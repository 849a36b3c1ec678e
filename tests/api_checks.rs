#![allow(non_snake_case)]

use splitqp::{algebra::*, solver::*};

fn good_data() -> (CscMatrix<f64>, Vec<f64>, CscMatrix<f64>, Vec<f64>, Vec<f64>) {
    let P = CscMatrix::identity(2);
    let q = vec![1., 1.];
    let A = CscMatrix::identity(2);
    let l = vec![0., 0.];
    let u = vec![1., 1.];
    (P, q, A, l, u)
}

#[test]
fn test_accepts_valid_problem() {
    let (P, q, A, l, u) = good_data();
    assert!(DefaultSolver::new(&P, &q, &A, &l, &u, DefaultSettings::default()).is_ok());
}

#[test]
fn test_rejects_empty_problem() {
    let P = CscMatrix::<f64>::spalloc(0, 0, 0);
    let A = CscMatrix::<f64>::spalloc(0, 0, 0);
    let (q, l, u): (Vec<f64>, Vec<f64>, Vec<f64>) = (vec![], vec![], vec![]);
    assert!(DefaultSolver::new(&P, &q, &A, &l, &u, DefaultSettings::default()).is_err());
}

#[test]
fn test_rejects_dimension_mismatches() {
    let (P, q, A, l, u) = good_data();

    // q of wrong length
    let bad_q = vec![1.];
    assert!(DefaultSolver::new(&P, &bad_q, &A, &l, &u, DefaultSettings::default()).is_err());

    // bounds of wrong length
    let bad_l = vec![0.];
    assert!(DefaultSolver::new(&P, &q, &A, &bad_l, &u, DefaultSettings::default()).is_err());

    // A with wrong column count
    let bad_A = CscMatrix::<f64>::identity(3);
    assert!(DefaultSolver::new(&P, &q, &bad_A, &l, &u, DefaultSettings::default()).is_err());

    // non-square P
    let bad_P = CscMatrix::<f64>::spalloc(3, 2, 0);
    assert!(DefaultSolver::new(&bad_P, &q, &A, &l, &u, DefaultSettings::default()).is_err());
}

#[test]
fn test_rejects_bad_values() {
    let (P, q, A, l, u) = good_data();

    // non-finite matrix entries
    let mut bad_P = P.clone();
    bad_P.nzval[0] = f64::NAN;
    assert!(DefaultSolver::new(&bad_P, &q, &A, &l, &u, DefaultSettings::default()).is_err());

    let mut bad_A = A.clone();
    bad_A.nzval[0] = f64::INFINITY;
    assert!(DefaultSolver::new(&P, &q, &bad_A, &l, &u, DefaultSettings::default()).is_err());

    // crossing bounds
    let bad_l = vec![2., 0.];
    assert!(DefaultSolver::new(&P, &q, &A, &bad_l, &u, DefaultSettings::default()).is_err());
}

#[test]
fn test_rejects_bad_settings() {
    let (P, q, A, l, u) = good_data();

    let mut settings = DefaultSettings::default();
    settings.alpha = 2.5;
    assert!(DefaultSolver::new(&P, &q, &A, &l, &u, settings).is_err());

    let mut settings = DefaultSettings::default();
    settings.sigma = 0.;
    assert!(DefaultSolver::new(&P, &q, &A, &l, &u, settings).is_err());
}

#[test]
fn test_full_symmetric_P_is_reduced() {
    // P supplied in full symmetric storage gives the same result as
    // its upper triangle
    let Pfull = CscMatrix::from(&[
        [4., 1.], //
        [1., 2.], //
    ]);
    let Ptriu = Pfull.to_triu();
    let (_, q, A, l, u) = good_data();

    let settings = DefaultSettingsBuilder::default()
        .eps_abs(1e-8)
        .eps_rel(1e-8)
        .build()
        .unwrap();

    let mut s1 = DefaultSolver::new(&Pfull, &q, &A, &l, &u, settings.clone()).unwrap();
    assert!(s1.data.P.is_triu());
    s1.solve();

    let mut s2 = DefaultSolver::new(&Ptriu, &q, &A, &l, &u, settings).unwrap();
    s2.solve();

    assert!(s1.solution.x.dist(&s2.solution.x) <= 1e-10);
}

#[test]
fn test_solver_is_reusable_after_terminal_states() {
    let (P, q, A, l, u) = good_data();

    let settings = DefaultSettingsBuilder::default()
        .max_iter(1)
        .build()
        .unwrap();
    let mut solver = DefaultSolver::new(&P, &q, &A, &l, &u, settings).unwrap();

    solver.solve();
    let first = solver.solution.status;
    assert!(matches!(
        first,
        SolverStatus::MaxIterations | SolverStatus::SolvedInaccurate
    ));

    // raise the limit and run again on the same engine
    let mut s2 = solver.settings.clone();
    s2.max_iter = 4000;
    solver.update_settings(s2).unwrap();
    solver.solve();
    assert!(solver.solution.status.is_solved());
}
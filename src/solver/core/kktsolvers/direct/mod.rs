mod ldl;
pub(crate) use ldl::*;
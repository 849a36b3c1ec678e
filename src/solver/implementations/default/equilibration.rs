#![allow(non_snake_case)]
use crate::algebra::*;

// ---------------
// equilibration data
// ---------------

/// Data from the Ruiz equilibration procedure.
///
/// The scaled problem data is `P̂ = cDPD`, `q̂ = cDq`, `Â = EAD`,
/// `l̂ = El`, `û = Eu`, with the scaled iterate related to the user's
/// problem by `x = Dx̂`, `z = E⁻¹ẑ`, `y = c⁻¹Eŷ`.
pub struct DefaultEquilibrationData<T> {
    /// Vector of variable scaling terms
    pub d: Vec<T>,
    /// Vector of inverse variable scaling terms
    pub dinv: Vec<T>,
    /// Vector of constraint scaling terms
    pub e: Vec<T>,
    /// Vector of inverse constraint scaling terms
    pub einv: Vec<T>,
    /// overall scaling for objective function
    pub c: T,
}

impl<T> DefaultEquilibrationData<T>
where
    T: FloatT,
{
    /// creates a new equilibration object with identity scaling
    pub fn new(n: usize, m: usize) -> Self {
        Self {
            d: vec![T::one(); n],
            dinv: vec![T::one(); n],
            e: vec![T::one(); m],
            einv: vec![T::one(); m],
            c: T::one(),
        }
    }

    // scale a replacement linear cost term into the equilibrated space
    pub(crate) fn scale_q(&self, q: &mut [T]) {
        q.hadamard(&self.d);
        q.scale(self.c);
    }

    // scale replacement bounds into the equilibrated space
    pub(crate) fn scale_bounds(&self, l: &mut [T], u: &mut [T]) {
        l.hadamard(&self.e);
        u.hadamard(&self.e);
    }

    // scale replacement matrix values into the equilibrated space.
    // P is assumed triu; both must match the setup sparsity.
    pub(crate) fn scale_P(&self, P: &mut CscMatrix<T>) {
        P.lrscale(&self.d, &self.d);
        P.scale(self.c);
    }

    pub(crate) fn scale_A(&self, A: &mut CscMatrix<T>) {
        A.lrscale(&self.e, &self.d);
    }

    // recover the user-space iterate from the scaled one
    pub(crate) fn unscale_solution(&self, x: &mut [T], y: &mut [T]) {
        x.hadamard(&self.d);
        y.hadamard(&self.e);
        y.scale(T::recip(self.c));
    }
}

Aim of the task:
Repeat each record exactly. Omit nothing.

Task result:
repository 849a36b3c1ec678e
filename tests/api_checks.rs
#![allow(non_snake_case)]

use splitqp::{algebra::*, solver::*};

fn good_data() -> (CscMatrix<f64>, Vec<f64>, CscMatrix<f64>, Vec<f64>, Vec<f64>) {
    let P = CscMatrix::identity(2);
    let q = vec![1., 1.];
    let A = CscMatrix::identity(2);
    let l = vec![0., 0.];
    let u = vec![1., 1.];
    (P, q, A, l, u)
}

#[test]
fn test_accepts_valid_problem() {
    let (P, q, A, l, u) = good_data();
    assert!(DefaultSolver::new(&P, &q, &A, &l, &u, DefaultSettings::default()).is_ok());
}

#[test]
fn test_rejects_empty_problem() {
    let P = CscMatrix::<f64>::spalloc(0, 0, 0);
    let A = CscMatrix::<f64>::spalloc(0, 0, 0);
    let (q, l, u): (Vec<f64>, Vec<f64>, Vec<f64>) = (vec![], vec![], vec![]);
    assert!(DefaultSolver::new(&P, &q, &A, &l, &u, DefaultSettings::default()).is_err());
}

#[test]
fn test_rejects_dimension_mismatches() {
    let (P, q, A, l, u) = good_data();

    // q of wrong length
    let bad_q = vec![1.];
    assert!(DefaultSolver::new(&P, &bad_q, &A, &l, &u, DefaultSettings::default()).is_err());

    // bounds of wrong length
    let bad_l = vec![0.];
    assert!(DefaultSolver::new(&P, &q, &A, &bad_l, &u, DefaultSettings::default()).is_err());

    // A with wrong column count
    let bad_A = CscMatrix::<f64>::identity(3);
    assert!(DefaultSolver::new(&P, &q, &bad_A, &l, &u, DefaultSettings::default()).is_err());

    // non-square P
    let bad_P = CscMatrix::<f64>::spalloc(3, 2, 0);
    assert!(DefaultSolver::new(&bad_P, &q, &A, &l, &u, DefaultSettings::default()).is_err());
}

#[test]
fn test_rejects_bad_values() {
    let (P, q, A, l, u) = good_data();

    // non-finite matrix entries
    let mut bad_P = P.clone();
    bad_P.nzval[0] = f64::NAN;
    assert!(DefaultSolver::new(&bad_P, &q, &A, &l, &u, DefaultSettings::default()).is_err());

    let mut bad_A = A.clone();
    bad_A.nzval[0] = f64::INFINITY;
    assert!(DefaultSolver::new(&P, &q, &bad_A, &l, &u, DefaultSettings::default()).is_err());

    // crossing bounds
    let bad_l = vec![2., 0.];
    assert!(DefaultSolver::new(&P, &q, &A, &bad_l, &u, DefaultSettings::default()).is_err());
}

#[test]
fn test_rejects_bad_settings() {
    let (P, q, A, l, u) = good_data();

    let mut settings = DefaultSettings::default();
    settings.alpha = 2.5;
    assert!(DefaultSolver::new(&P, &q, &A, &l, &u, settings).is_err());

    let mut settings = DefaultSettings::default();
    settings.sigma = 0.;
    assert!(DefaultSolver::new(&P, &q, &A, &l, &u, settings).is_err());
}

#[test]
fn test_full_symmetric_P_is_reduced() {
    // P supplied in full symmetric storage gives the same result as
    // its upper triangle
    let Pfull = CscMatrix::from(&[
        [4., 1.], //
        [1., 2.], //
    ]);
    let Ptriu = Pfull.to_triu();
    let (_, q, A, l, u) = good_data();

    let settings = DefaultSettingsBuilder::default()
        .eps_abs(1e-8)
        .eps_rel(1e-8)
        .build()
        .unwrap();

    let mut s1 = DefaultSolver::new(&Pfull, &q, &A, &l, &u, settings.clone()).unwrap();
    assert!(s1.data.P.is_triu());
    s1.solve();

    let mut s2 = DefaultSolver::new(&Ptriu, &q, &A, &l, &u, settings).unwrap();
    s2.solve();

    assert!(s1.solution.x.dist(&s2.solution.x) <= 1e-10);
}

#[test]
fn test_solver_is_reusable_after_terminal_states() {
    let (P, q, A, l, u) = good_data();

    let settings = DefaultSettingsBuilder::default()
        .max_iter(1)
        .build()
        .unwrap();
    let mut solver = DefaultSolver::new(&P, &q, &A, &l, &u, settings).unwrap();

    solver.solve();
    let first = solver.solution.status;
    assert!(matches!(
        first,
        SolverStatus::MaxIterations | SolverStatus::SolvedInaccurate
    ));

    // raise the limit and run again on the same engine
    let mut s2 = solver.settings.clone();
    s2.max_iter = 4000;
    solver.update_settings(s2).unwrap();
    solver.solve();
    assert!(solver.solution.status.is_solved());
}
filename src/solver/core/kktsolvers/direct/mod.rs
mod ldl;
pub(crate) use ldl::*;
repository 849a36b3c1ec678e
filename src/solver/implementations/default/equilibration.rs
#![allow(non_snake_case)]
use crate::algebra::*;

// ---------------
// equilibration data
// ---------------

/// Data from the Ruiz equilibration procedure.
///
/// The scaled problem data is `P̂ = cDPD`, `q̂ = cDq`, `Â = EAD`,
/// `l̂ = El`, `û = Eu`, with the scaled iterate related to the user's
/// problem by `x = Dx̂`, `z = E⁻¹ẑ`, `y = c⁻¹Eŷ`.
pub struct DefaultEquilibrationData<T> {
    /// Vector of variable scaling terms
    pub d: Vec<T>,
    /// Vector of inverse variable scaling terms
    pub dinv: Vec<T>,
    /// Vector of constraint scaling terms
    pub e: Vec<T>,
    /// Vector of inverse constraint scaling terms
    pub einv: Vec<T>,
    /// overall scaling for objective function
    pub c: T,
}

impl<T> DefaultEquilibrationData<T>
where
    T: FloatT,
{
    /// creates a new equilibration object with identity scaling
    pub fn new(n: usize, m: usize) -> Self {
        Self {
            d: vec![T::one(); n],
            dinv: vec![T::one(); n],
            e: vec![T::one(); m],
            einv: vec![T::one(); m],
            c: T::one(),
        }
    }

    // scale a replacement linear cost term into the equilibrated space
    pub(crate) fn scale_q(&self, q: &mut [T]) {
        q.hadamard(&self.d);
        q.scale(self.c);
    }

    // scale replacement bounds into the equilibrated space
    pub(crate) fn scale_bounds(&self, l: &mut [T], u: &mut [T]) {
        l.hadamard(&self.e);
        u.hadamard(&self.e);
    }

    // scale replacement matrix values into the equilibrated space.
    // P is assumed triu; both must match the setup sparsity.
    pub(crate) fn scale_P(&self, P: &mut CscMatrix<T>) {
        P.lrscale(&self.d, &self.d);
        P.scale(self.c);
    }

    pub(crate) fn scale_A(&self, A: &mut CscMatrix<T>) {
        A.lrscale(&self.e, &self.d);
    }

    // recover the user-space iterate from the scaled one
    pub(crate) fn unscale_solution(&self, x: &mut [T], y: &mut [T]) {
        x.hadamard(&self.d);
        y.hadamard(&self.e);
        y.scale(T::recip(self.c));
    }
}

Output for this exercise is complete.